Nella Cambogia dei khmer rossi bastava avere gli occhiali per essere catalogati come istruiti nemici del popolo ed essere eliminati.
Il pacifismo unidirezionale si è fregiato in questi giorni anche di protagonisti autoeletti a maestri di etica. Un’etica inorridita se oltre che della strage di palestinesi si parla degli ostaggi israeliani ancora nelle mani di Hamas, come se fossero diversamente umani. Inseguita dalle luci della ribalta e dai primi piani soprattutto la signora Albanese, relatrice per l’Onu sulla situazione a Gaza, quindi rappresentante della comunità internazionale e non solo dei suoi convincimenti. Signora che bacchetta (ma perdonandolo per questa volta) un sindaco che accenna agli innominabili ostaggi mentre la onora con le chiavi della città. In una giostra di troppe chiavi della città assegnatele in toni hollywoodiani. Signora che abbandona una trasmissione tv in cui hanno l’ardire di nominare quella Giuliana Segre sopravvissuta all’Olocausto nazista. Tutto quanto estremizza invece, appunto, di pacificare. Invece di diradare l’incubo in cui tutti noi viviamo da troppo tempo.
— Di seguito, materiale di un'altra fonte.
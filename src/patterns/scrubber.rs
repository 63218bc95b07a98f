//! Single-pass pattern removal and detection.

use super::set::{self, PatternSet};
use crate::buffer::output_buffer;
use crate::error::ScrubError;

/// A pattern occurrence found by the removal scan.
#[derive(Debug, Clone, Copy, PartialEq, Eq)]
pub struct PatternMatch {
    /// Byte offset of the match in the input buffer.
    pub offset: usize,
    /// Index of the matching pattern in its set.
    pub pattern_index: usize,
}

/// Result of scrubbing a buffer with a validated pattern set.
#[derive(Debug, Clone, PartialEq, Eq)]
pub struct ScrubOutcome {
    /// The bytes left after removal, in their original order.
    pub data: Vec<u8>,
    /// Number of pattern occurrences skipped.
    pub removed: usize,
}

impl ScrubOutcome {
    /// Consumes the outcome and returns the scrubbed bytes.
    #[inline]
    pub fn into_bytes(self) -> Vec<u8> {
        self.data
    }
}

/// Removes every occurrence of `patterns` from `data`.
///
/// Fails with [`ScrubError::InvalidArgument`] if any pattern is empty.
/// An empty pattern list returns a copy of `data`.
///
/// # Example
///
/// ```
/// use media_scrub::remove_patterns;
///
/// let cleaned = remove_patterns(b"ABCXYZABC", &[b"ABC"]).unwrap();
/// assert_eq!(cleaned, b"XYZ");
/// ```
pub fn remove_patterns<P: AsRef<[u8]>>(data: &[u8], patterns: &[P]) -> Result<Vec<u8>, ScrubError> {
    set::validate(patterns)?;
    scrub(data, patterns).map(ScrubOutcome::into_bytes)
}

/// Removes every occurrence of an already-validated pattern set.
pub fn remove_patterns_in(data: &[u8], patterns: &PatternSet) -> Result<ScrubOutcome, ScrubError> {
    scrub(data, patterns.as_slice())
}

/// Lists the occurrences [`remove_patterns_in`] would remove.
///
/// Uses the same cursor policy as removal, so matches never overlap
/// and their count equals [`ScrubOutcome::removed`].
///
/// # Example
///
/// ```
/// use media_scrub::{find_patterns, PatternSet};
///
/// let set = PatternSet::new(vec![b"AA".to_vec()]).unwrap();
/// let matches = find_patterns(b"AAAXAA", &set);
///
/// assert_eq!(matches.len(), 2);
/// assert_eq!(matches[0].offset, 0);
/// assert_eq!(matches[1].offset, 4);
/// ```
pub fn find_patterns(data: &[u8], patterns: &PatternSet) -> Vec<PatternMatch> {
    let patterns = patterns.as_slice();
    let mut matches = Vec::new();
    let mut cursor = 0;

    while cursor < data.len() {
        match match_at(&data[cursor..], patterns) {
            Some(pattern_index) => {
                matches.push(PatternMatch {
                    offset: cursor,
                    pattern_index,
                });
                cursor += patterns[pattern_index].len();
            }
            None => cursor += 1,
        }
    }

    matches
}

/// Core scan. Callers must have rejected empty patterns, otherwise the
/// cursor would never advance past a match.
fn scrub<P: AsRef<[u8]>>(data: &[u8], patterns: &[P]) -> Result<ScrubOutcome, ScrubError> {
    let mut output = output_buffer(data.len())?;
    let mut removed = 0;
    let mut cursor = 0;

    if patterns.is_empty() {
        output.extend_from_slice(data);
    } else {
        while cursor < data.len() {
            match match_at(&data[cursor..], patterns) {
                Some(index) => {
                    let len = patterns[index].as_ref().len();
                    tracing::trace!(offset = cursor, pattern = index, len, "Pattern removed");
                    cursor += len;
                    removed += 1;
                }
                None => {
                    output.push(data[cursor]);
                    cursor += 1;
                }
            }
        }
    }

    tracing::debug!(
        input_len = data.len(),
        output_len = output.len(),
        patterns = patterns.len(),
        removed,
        "Pattern scrub complete"
    );

    Ok(ScrubOutcome {
        data: output,
        removed,
    })
}

/// Index of the first pattern that is a prefix of `window`.
#[inline]
fn match_at<P: AsRef<[u8]>>(window: &[u8], patterns: &[P]) -> Option<usize> {
    patterns.iter().position(|p| window.starts_with(p.as_ref()))
}

#[cfg(test)]
mod tests {
    use super::*;

    fn set(patterns: &[&[u8]]) -> PatternSet {
        PatternSet::new(patterns.iter().copied()).unwrap()
    }

    #[test]
    fn test_removes_all_occurrences() {
        let cleaned = remove_patterns(b"ABCXYZABC", &[b"ABC"]).unwrap();
        assert_eq!(cleaned, b"XYZ");
    }

    #[test]
    fn test_non_overlapping_scan() {
        // Consumes 0-1 then 2-3, never 1-2
        let cleaned = remove_patterns(b"AAAA", &[b"AA"]).unwrap();
        assert!(cleaned.is_empty());

        let cleaned = remove_patterns(b"AAA", &[b"AA"]).unwrap();
        assert_eq!(cleaned, b"A");
    }

    #[test]
    fn test_no_rescan_after_removal() {
        // Removing "BC" joins "A" and "D" but the scan has moved on
        let cleaned = remove_patterns(b"ABCD", &[&b"BC"[..], &b"AD"[..]]).unwrap();
        assert_eq!(cleaned, b"AD");
    }

    #[test]
    fn test_first_listed_pattern_wins() {
        let cleaned = remove_patterns(b"ABCD", &[&b"AB"[..], &b"ABC"[..]]).unwrap();
        assert_eq!(cleaned, b"CD");

        let cleaned = remove_patterns(b"ABCD", &[&b"ABC"[..], &b"AB"[..]]).unwrap();
        assert_eq!(cleaned, b"D");
    }

    #[test]
    fn test_empty_pattern_list_is_identity() {
        let data = b"\xFF\xD8\xFF\xE1payload";
        let cleaned = remove_patterns::<&[u8]>(data, &[]).unwrap();
        assert_eq!(cleaned, data);
    }

    #[test]
    fn test_empty_input() {
        let cleaned = remove_patterns(b"", &[b"AB"]).unwrap();
        assert!(cleaned.is_empty());
    }

    #[test]
    fn test_pattern_longer_than_tail() {
        let cleaned = remove_patterns(b"XXAB", &[b"ABC"]).unwrap();
        assert_eq!(cleaned, b"XXAB");
    }

    #[test]
    fn test_empty_pattern_rejected() {
        let result = remove_patterns(b"data", &[&b"da"[..], &b""[..]]);
        assert!(matches!(result, Err(ScrubError::InvalidArgument(_))));
    }

    #[test]
    fn test_jpeg_markers_stripped() {
        let data = [0xFF, 0xD8, 0xFF, 0xE1, 0x00, 0x10, 0xFF, 0xDB];
        let outcome = remove_patterns_in(&data, &set(&[&[0xFF, 0xE1]])).unwrap();

        assert_eq!(outcome.data, vec![0xFF, 0xD8, 0x00, 0x10, 0xFF, 0xDB]);
        assert_eq!(outcome.removed, 1);
    }

    #[test]
    fn test_find_matches_removal() {
        let patterns = set(&[&b"AA"[..], &b"B"[..]]);
        let data = b"AAABAAB";

        let matches = find_patterns(data, &patterns);
        let outcome = remove_patterns_in(data, &patterns).unwrap();

        assert_eq!(
            matches,
            vec![
                PatternMatch { offset: 0, pattern_index: 0 },
                PatternMatch { offset: 3, pattern_index: 1 },
                PatternMatch { offset: 4, pattern_index: 0 },
                PatternMatch { offset: 6, pattern_index: 1 },
            ]
        );
        assert_eq!(outcome.removed, matches.len());
        assert_eq!(outcome.data, b"A");
    }

    #[test]
    fn test_find_skips_consumed_bytes() {
        let patterns = set(&[&b"AA"[..]]);
        let matches = find_patterns(b"AAAXAA", &patterns);

        assert_eq!(
            matches,
            vec![
                PatternMatch { offset: 0, pattern_index: 0 },
                PatternMatch { offset: 4, pattern_index: 0 },
            ]
        );
    }

    #[test]
    fn test_find_nothing() {
        assert!(find_patterns(b"hello", &set(&[&b"xyz"[..]])).is_empty());
        assert!(find_patterns(b"hello", &PatternSet::default()).is_empty());
    }
}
Perché mai come in questo tempo servirebbero le parole disarmate e disarmanti invocate dal papa. A fronte di un panorama italiano tanto in campagna elettorale permanente da ascoltare più guerrafondai che pacifondai. E in cui il logoro slogan «piazze piene e urne vuote» è drammaticamente confermato dalle recenti elezioni nelle Marche e in Calabria. Una delusione per l’aspettativa di chi nei fiumi in piena di giovani sperava di vedere gli anticorpi di democrazie in grado comunque di reagire alla loro decadenza tra figli che non nascono e anziani assopiti. Una delusione per chi sperava di vedere barbagli di nuova coscienza civile e di smarrita fiducia nel domani. La sensazione è che la costruzione di un futuro diverso è ancora una volta rinviata.